_ACTIVITY:_
Looking at the data below, count the lines that contain the string "structural". Write only the total.

======== INPUT ========

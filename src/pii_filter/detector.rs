// Copyright 2025
// SPDX-License-Identifier: Apache-2.0
//
// Detection orchestrator: runs the recognizers, reconciles their spans and
// renders the masked result

use regex::Regex;
use serde_json::Value;
use std::sync::Arc;
use std::time::{Duration, Instant};

use super::config::{DetectionOptions, EngineConfig};
use super::context::adjust_confidences;
use super::deny_list::DenyListStore;
use super::error::PiiError;
use super::masking::{fingerprint, mask_text};
use super::merger::{filter_spans, merge_spans};
use super::patterns::PatternRecognizer;
use super::span::{MaskingResult, NestedFinding, NestedMaskingResult, Span};
use super::statistical::StatisticalRecognizer;

/// Main PII detector
///
/// # Example
/// ```no_run
/// use pii_redactor::{DetectionOptions, PiiDetector};
///
/// # async fn run() -> Result<(), pii_redactor::PiiError> {
/// let detector = PiiDetector::new()?;
/// let options = DetectionOptions::default().with_categories(["EMAIL", "PHONE"]);
///
/// let result = detector
///     .mask("Contact john@corp.io or call (555) 201-3344", &options)
///     .await;
/// assert_eq!(result.masked_text, "Contact [[EMAIL]] or call [[PHONE]]");
/// # Ok(())
/// # }
/// ```
///
/// The detector is immutable once built; share it behind an `Arc`. The only
/// state that outlives a call is the statistical model handle, which loads
/// once on first use.
///
/// With a statistical recognizer attached, calls must run inside a tokio
/// runtime that has the time driver enabled (`enable_time` or `enable_all`).
/// The model load is spawned onto that runtime, and the deadline uses its
/// timer; without the driver `tokio::time::timeout` panics.
#[derive(Debug, Clone)]
pub struct PiiDetector {
    patterns: PatternRecognizer,
    deny_list: Arc<DenyListStore>,
    statistical: Option<Arc<StatisticalRecognizer>>,
    allow_list: Vec<Regex>,
    defaults: DetectionOptions,
}

impl PiiDetector {
    /// Detector with default options, no deny-list rules and no statistical model
    pub fn new() -> Result<Self, PiiError> {
        Self::from_config(&EngineConfig::default())
    }

    /// Build a detector from engine configuration
    ///
    /// # Errors
    /// Fails if an allow-list pattern does not compile.
    pub fn from_config(config: &EngineConfig) -> Result<Self, PiiError> {
        let patterns = PatternRecognizer::new()?;

        let allow_list = config
            .allow_patterns
            .iter()
            .map(|pattern| {
                regex::RegexBuilder::new(pattern)
                    .case_insensitive(true)
                    .build()
                    .map_err(|source| PiiError::InvalidPattern {
                        pattern: pattern.clone(),
                        source,
                    })
            })
            .collect::<Result<Vec<_>, _>>()?;

        Ok(Self {
            patterns,
            deny_list: Arc::new(DenyListStore::from_config(&config.deny_list)),
            statistical: None,
            allow_list,
            defaults: config.defaults.clone(),
        })
    }

    /// Attach a statistical recognizer; clones of the detector share its model
    pub fn with_statistical(mut self, recognizer: Arc<StatisticalRecognizer>) -> Self {
        self.statistical = Some(recognizer);
        self
    }

    /// Replace the deny-list store
    pub fn with_deny_list(mut self, store: Arc<DenyListStore>) -> Self {
        self.deny_list = store;
        self
    }

    /// Options from the engine configuration
    pub fn default_options(&self) -> &DetectionOptions {
        &self.defaults
    }

    /// Detect PII spans in text
    ///
    /// # Returns
    /// Final spans: merged, filtered, sorted by start and pairwise disjoint.
    /// Recognizer failures only reduce the set; this never fails.
    pub async fn detect(&self, text: &str, options: &DetectionOptions) -> Vec<Span> {
        if text.trim().is_empty() {
            return Vec::new();
        }

        let mut candidates = self.collect_candidates(text, options).await;

        if !self.allow_list.is_empty() {
            candidates.retain(|span| !self.is_allowed(&span.matched_text));
        }

        adjust_confidences(text, &mut candidates);
        let merged = merge_spans(text, candidates);
        let spans = filter_spans(merged, options);

        tracing::debug!(count = spans.len(), "Detection finished");
        spans
    }

    /// Detect and mask PII in text
    ///
    /// # Returns
    /// Masked text, the spans that were masked, elapsed wall time, and a
    /// fingerprint of the original text (absent for blank input).
    pub async fn mask(&self, text: &str, options: &DetectionOptions) -> MaskingResult {
        let started = Instant::now();

        if text.trim().is_empty() {
            return MaskingResult {
                masked_text: text.to_string(),
                spans: Vec::new(),
                processing_time_ms: elapsed_ms(started),
                fingerprint: None,
            };
        }

        let spans = self.detect(text, options).await;
        let masked_text = mask_text(text, &spans).into_owned();

        MaskingResult {
            masked_text,
            spans,
            processing_time_ms: elapsed_ms(started),
            fingerprint: Some(fingerprint(text)),
        }
    }

    /// Mask every string inside a JSON value
    ///
    /// Objects and arrays are walked recursively; numbers, booleans and null
    /// pass through untouched. Findings carry the path of each string leaf
    /// (`user.emails[0]`), with the empty path for a top-level string.
    pub async fn mask_nested(&self, data: &Value, options: &DetectionOptions) -> NestedMaskingResult {
        let mut leaves = Vec::new();
        collect_strings(data, String::new(), &mut leaves);

        let mut findings = Vec::new();
        let mut replacements = Vec::with_capacity(leaves.len());
        for (path, text) in leaves {
            let spans = self.detect(text, options).await;
            replacements.push(mask_text(text, &spans).into_owned());
            if !spans.is_empty() {
                findings.push(NestedFinding { path, spans });
            }
        }

        let mut value = data.clone();
        if !findings.is_empty() {
            replace_strings(&mut value, &mut replacements.into_iter());
        }

        NestedMaskingResult {
            modified: !findings.is_empty(),
            value,
            findings,
        }
    }

    async fn collect_candidates(&self, text: &str, options: &DetectionOptions) -> Vec<Span> {
        let toggles = options.recognizers;
        let timeout = Duration::from_millis(options.timeout_ms);

        let statistical = async {
            match &self.statistical {
                Some(recognizer) if toggles.statistical => {
                    recognizer.recognize(text, timeout).await
                }
                _ => Vec::new(),
            }
        };

        let structural = async {
            let mut spans = Vec::new();
            if toggles.pattern {
                spans.extend(self.patterns.recognize(text));
            }
            if toggles.deny_list {
                spans.extend(self.deny_list.recognize(text, options.tenant_id.as_deref()));
            }
            spans
        };

        let (statistical, mut spans) = tokio::join!(statistical, structural);
        spans.extend(statistical);
        spans
    }

    /// Check if a matched value is on the allow list
    fn is_allowed(&self, value: &str) -> bool {
        self.allow_list.iter().any(|pattern| pattern.is_match(value))
    }
}

fn elapsed_ms(started: Instant) -> f64 {
    started.elapsed().as_secs_f64() * 1000.0
}

fn child_path(path: &str, key: &str) -> String {
    if path.is_empty() {
        key.to_string()
    } else {
        format!("{}.{}", path, key)
    }
}

/// String leaves in traversal order, with their paths
fn collect_strings<'a>(value: &'a Value, path: String, out: &mut Vec<(String, &'a str)>) {
    match value {
        Value::String(text) => out.push((path, text.as_str())),
        Value::Array(items) => {
            for (idx, item) in items.iter().enumerate() {
                collect_strings(item, format!("{}[{}]", path, idx), out);
            }
        }
        Value::Object(map) => {
            for (key, item) in map {
                collect_strings(item, child_path(&path, key), out);
            }
        }
        _ => {}
    }
}

/// Overwrite string leaves in the same order `collect_strings` visits them
fn replace_strings(value: &mut Value, replacements: &mut impl Iterator<Item = String>) {
    match value {
        Value::String(text) => {
            if let Some(masked) = replacements.next() {
                *text = masked;
            }
        }
        Value::Array(items) => {
            for item in items.iter_mut() {
                replace_strings(item, replacements);
            }
        }
        Value::Object(map) => {
            for (_, item) in map.iter_mut() {
                replace_strings(item, replacements);
            }
        }
        _ => {}
    }
}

========

_SOLUTION TO THIS EXERCISE:_
2